Are you sure? I wouldn’t want you to do anything you’re not ready for.

I can read it.

Oh well, you know what, let”s get someone else for now and I’ll let Mrs. — know you have trouble with reading.

Bitch, I hate you.

School Two:

Hi I’m-

Resource room upstairs end of the hall. And you’re late.

Sorry about that, I was coming from another school. I did call.

Mrs— is still there so maybe you can catch her before she leaves.

Great

Hi I’m-

Here are the lesson plans. watch out for K and I, have a great day. ( I think her high heels actually left skid marks as she raced for the exit.)

Students come in.

Hello. Mrs — isn’t here today. My name is Dogwoman and I’ll be helping you during her absence. Please get out your workbooks and I’ll come around and help-

Reading charts go flying as one student becomes upset. Next the book cart, three chairs and a math book that hits me in the back. Don’t worry, it was soft cover. When I called the office to have the student removed this was their reply

Oh, yeah, K,. The teachers next door can help. click.
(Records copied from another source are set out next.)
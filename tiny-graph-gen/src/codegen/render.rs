//! Renders an `ArtifactPlan` as a C translation unit for the tiny runtime.
//!
//! Sections are written in dependency order so every symbol is defined
//! before it is referenced; no forward declarations are needed.

use std::io::{self, Write};

use crate::error::Result;
use crate::ir::{OpParam, TensorRole};

use super::plan::*;

/// Values per `#define NAME_DATA` line before a continuation.
const DATA_VALUES_PER_LINE: usize = 20;
/// Entries per `node_list` line.
const NODES_PER_LINE: usize = 5;

pub fn render<W: Write>(plan: &ArtifactPlan, out: &mut W) -> io::Result<()> {
    render_preamble(plan, out)?;
    render_data_defines(plan, out)?;
    render_shift_defines(plan, out)?;
    render_data_arrays(plan, out)?;
    render_tensors(plan, out)?;
    render_params(plan, out)?;
    render_nodes(plan, out)?;
    render_node_list(plan, out)?;
    render_graph(plan, out)
}

pub fn render_to_string(plan: &ArtifactPlan) -> Result<String> {
    let mut buf = Vec::new();
    render(plan, &mut buf)?;
    Ok(String::from_utf8_lossy(&buf).into_owned())
}

// ---------------------------------------------------------------------------
// Preamble
// ---------------------------------------------------------------------------

fn render_preamble<W: Write>(plan: &ArtifactPlan, out: &mut W) -> io::Result<()> {
    if let Some(header) = &plan.meta.header {
        out.write_all(header.as_bytes())?;
        if !header.ends_with('\n') {
            writeln!(out)?;
        }
        writeln!(out)?;
    }
    writeln!(out, "/*")?;
    writeln!(out, " * This file is generated automatically, please do not modify.")?;
    writeln!(out, " */")?;
    writeln!(out)?;
    writeln!(out, "#include \"tiny_graph.h\"")?;
    writeln!(out)
}

// ---------------------------------------------------------------------------
// Quantized data and shifts
// ---------------------------------------------------------------------------

fn render_data_defines<W: Write>(plan: &ArtifactPlan, out: &mut W) -> io::Result<()> {
    for data in &plan.constants {
        write!(out, "#define {} {{", data.define)?;
        for (i, value) in data.values.iter().enumerate() {
            if i > 0 {
                write!(out, ", ")?;
                if i % DATA_VALUES_PER_LINE == 0 {
                    write!(out, "\\\n    ")?;
                }
            }
            write!(out, "{value}")?;
        }
        writeln!(out, "}}")?;
    }
    if !plan.constants.is_empty() {
        writeln!(out)?;
    }
    Ok(())
}

fn render_shift_defines<W: Write>(plan: &ArtifactPlan, out: &mut W) -> io::Result<()> {
    for shift in &plan.shifts {
        writeln!(out, "#define {} {}", shift.symbol, shift.value)?;
    }
    if !plan.shifts.is_empty() {
        writeln!(out)?;
    }
    Ok(())
}

fn render_data_arrays<W: Write>(plan: &ArtifactPlan, out: &mut W) -> io::Result<()> {
    for data in &plan.constants {
        writeln!(out, "static const signed char {}[] = {};", data.array, data.define)?;
    }
    if !plan.constants.is_empty() {
        writeln!(out)?;
    }
    Ok(())
}

// ---------------------------------------------------------------------------
// Records
// ---------------------------------------------------------------------------

fn render_tensors<W: Write>(plan: &ArtifactPlan, out: &mut W) -> io::Result<()> {
    for tensor in &plan.tensors {
        let dims: Vec<String> = tensor.dims.iter().map(|d| d.to_string()).collect();
        let shift = match &tensor.shift {
            ShiftRef::Zero => "0",
            ShiftRef::Symbol(symbol) => symbol.as_str(),
        };
        writeln!(out, "static const struct tiny_tensor {} = {{", tensor.symbol)?;
        writeln!(out, "    .dim_num = {},", tensor.dims.len())?;
        writeln!(out, "    .dims = {{{}}},", dims.join(", "))?;
        writeln!(out, "    .shift = {shift},")?;
        writeln!(out, "    .data_type = NN_DT_Q7,")?;
        writeln!(out, "    .tensor_type = {},", tensor_type_tag(tensor.role))?;
        writeln!(out, "    .data = {},", tensor.data.as_deref().unwrap_or("NULL"))?;
        writeln!(out, "}};")?;
        writeln!(out)?;
    }
    Ok(())
}

fn render_params<W: Write>(plan: &ArtifactPlan, out: &mut W) -> io::Result<()> {
    for record in &plan.params {
        writeln!(
            out,
            "static const struct {} {} = {{",
            record.param.c_struct(),
            record.symbol
        )?;
        match &record.param {
            OpParam::Conv(conv) => {
                writeln!(out, "    .kernel_h = {},", conv.kernel_h)?;
                writeln!(out, "    .kernel_w = {},", conv.kernel_w)?;
                writeln!(out, "    .stride_h = {},", conv.stride_h)?;
                writeln!(out, "    .stride_w = {},", conv.stride_w)?;
                writeln!(out, "    .pad_h = {},", conv.pad.c_tag())?;
                writeln!(out, "    .pad_w = {},", conv.pad.c_tag())?;
                writeln!(out, "    .activation = {},", conv.activation)?;
            }
            OpParam::Pool(pool) => {
                writeln!(out, "    .kernel_h = {},", pool.kernel_h)?;
                writeln!(out, "    .kernel_w = {},", pool.kernel_w)?;
                writeln!(out, "    .stride_h = {},", pool.stride_h)?;
                writeln!(out, "    .stride_w = {},", pool.stride_w)?;
                writeln!(out, "    .pad_h = {},", pool.pad.c_tag())?;
                writeln!(out, "    .pad_w = {},", pool.pad.c_tag())?;
                writeln!(out, "    .pool_method = {},", pool.method.c_tag())?;
            }
        }
        writeln!(out, "}};")?;
        writeln!(out)?;
    }
    Ok(())
}

fn render_nodes<W: Write>(plan: &ArtifactPlan, out: &mut W) -> io::Result<()> {
    for node in &plan.nodes {
        let inputs: Vec<String> = node.inputs.iter().map(|i| format!("&{i}")).collect();
        let param = match &node.param {
            Some(symbol) => format!("&{symbol}"),
            None => "NULL".to_string(),
        };
        writeln!(out, "static const struct tiny_node {} = {{", node.symbol)?;
        writeln!(out, "    .input_num = {},", node.inputs.len())?;
        writeln!(out, "    .output_num = 1,")?;
        writeln!(out, "    .op_type = {},", node.op.c_tag())?;
        writeln!(out, "    .op_ver = NN_OP_VERSION_1,")?;
        writeln!(out, "    .op_param = {param},")?;
        writeln!(out, "    .input = {{{}}},", inputs.join(", "))?;
        writeln!(out, "    .output = &{},", node.output)?;
        writeln!(out, "}};")?;
        writeln!(out)?;
    }
    Ok(())
}

// ---------------------------------------------------------------------------
// Node list, graph root and accessors
// ---------------------------------------------------------------------------

fn render_node_list<W: Write>(plan: &ArtifactPlan, out: &mut W) -> io::Result<()> {
    writeln!(out, "static const struct tiny_node* node_list[] = {{")?;
    for chunk in plan.nodes.chunks(NODES_PER_LINE) {
        let refs: Vec<String> = chunk.iter().map(|n| format!("&{}", n.symbol)).collect();
        writeln!(out, "    {},", refs.join(", "))?;
    }
    writeln!(out, "}};")?;
    writeln!(out)
}

fn render_graph<W: Write>(plan: &ArtifactPlan, out: &mut W) -> io::Result<()> {
    let meta = &plan.meta;
    writeln!(out, "static const struct tiny_graph tiny_graph = {{")?;
    writeln!(out, "    .name = \"{}\",", c_escape(&meta.name))?;
    writeln!(out, "    .tiny_version = NN_TINY_VERSION_1,")?;
    writeln!(out, "    .nn_id = {:#x},", meta.nn_id)?;
    writeln!(out, "    .create_time = {},", meta.create_date)?;
    writeln!(out, "    .layout = {},", meta.layout.c_tag())?;
    writeln!(out, "    .node_num = sizeof(node_list) / sizeof(void*),")?;
    writeln!(out, "    .node_list = node_list,")?;
    writeln!(out, "}};")?;
    writeln!(out)?;
    writeln!(out, "const struct tiny_graph* get_tiny_graph(void)")?;
    writeln!(out, "{{")?;
    writeln!(out, "    return &tiny_graph;")?;
    writeln!(out, "}}")?;
    writeln!(out)?;
    writeln!(out, "void free_tiny_graph(const struct tiny_graph* tiny_graph)")?;
    writeln!(out, "{{")?;
    writeln!(out, "    /* NOTHING NEEDS TO DO */")?;
    writeln!(out, "}}")
}

// ---------------------------------------------------------------------------
// Helpers
// ---------------------------------------------------------------------------

fn tensor_type_tag(role: TensorRole) -> &'static str {
    match role {
        TensorRole::Input => "NN_TENSOR_INPUT",
        TensorRole::Variable => "NN_TENSOR_VAR",
        TensorRole::Constant => "NN_TENSOR_CONST",
    }
}

fn c_escape(s: &str) -> String {
    let mut out = String::with_capacity(s.len());
    for c in s.chars() {
        match c {
            '"' => out.push_str("\\\""),
            '\\' => out.push_str("\\\\"),
            '\n' => out.push_str("\\n"),
            c => out.push(c),
        }
    }
    out
}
Whaa..????? ( Now he’s screaming, flipping me off and using language reserved for Ice Road Truckers.)

Three teachers materialize and start talking to him like he’s a rabid dog they don’t want to get to close to. He hides in the media cabinet. Two other students begin fighting over who gets to use the computers first.

Eventually, three of the six students I started with have to be removed.

Later, they come back and it’s like nothing happened. Perfect gentlemen, every one of them. Gahhhh!

In my car on the way home I think about intense drug therapy and how it can be beneficial in these situations. No, not for the students, for me. I think a heroin script would really do the trick and I might mention it to my doctor next time I see her. Because, clearly, the vodka is not working.

Dogwoman

It’s The Most Wonderful Time Of The Year

Hello.

It’s that time again. The smell of new shoes is in the air. The delicate sound of shouting and screaming outside the bedroom window as students line up at 6:45 a.m. to wait for the bus.

They’re going back.

And so am I. Another year of self-abuse and personal flagellation I like to call My Career As a Professional Substitute. This year our district has signed on with a professional contractor, ergo, I get benefits. Yeah! And five separate districts that I am contracted to. Boo! New students. Yeah! New administrators. Boo!

I am actually looking forward to this year. I have put together all of my papers, pencils, lesson plans, notebooks, printables, stickers, paperclips, xanax and vodka. Now all I need are the assignments.

You know how little kids get ready at 4 am for the first day of school and then just sit on the couch waiting for the ok to run to the bus? Yeah, that’s me. Just swinging my feet and waiting to say those magic words:

“If you don’t give me that phone right now I will call security and have you suspended.”

Ah, it’s gong to be a great year. I can feel it.

Dogwoman

Edumacation

Hello.

There is a proposal by some British nit-wittian that ‘alterantive spelling ‘ should be allowed at University level because, clearly, people can’t spell.

I am among the spelling afflicted. However, using tried and true grammar rules will usually, but not always, will get one out of a tight spelling spot.

I’ve have seen student papers at the secondary level that make me want to cry out to the Gods to stop this madness. Spelling is not the problem. The problem is grammar is no longer taught, thank you G.W.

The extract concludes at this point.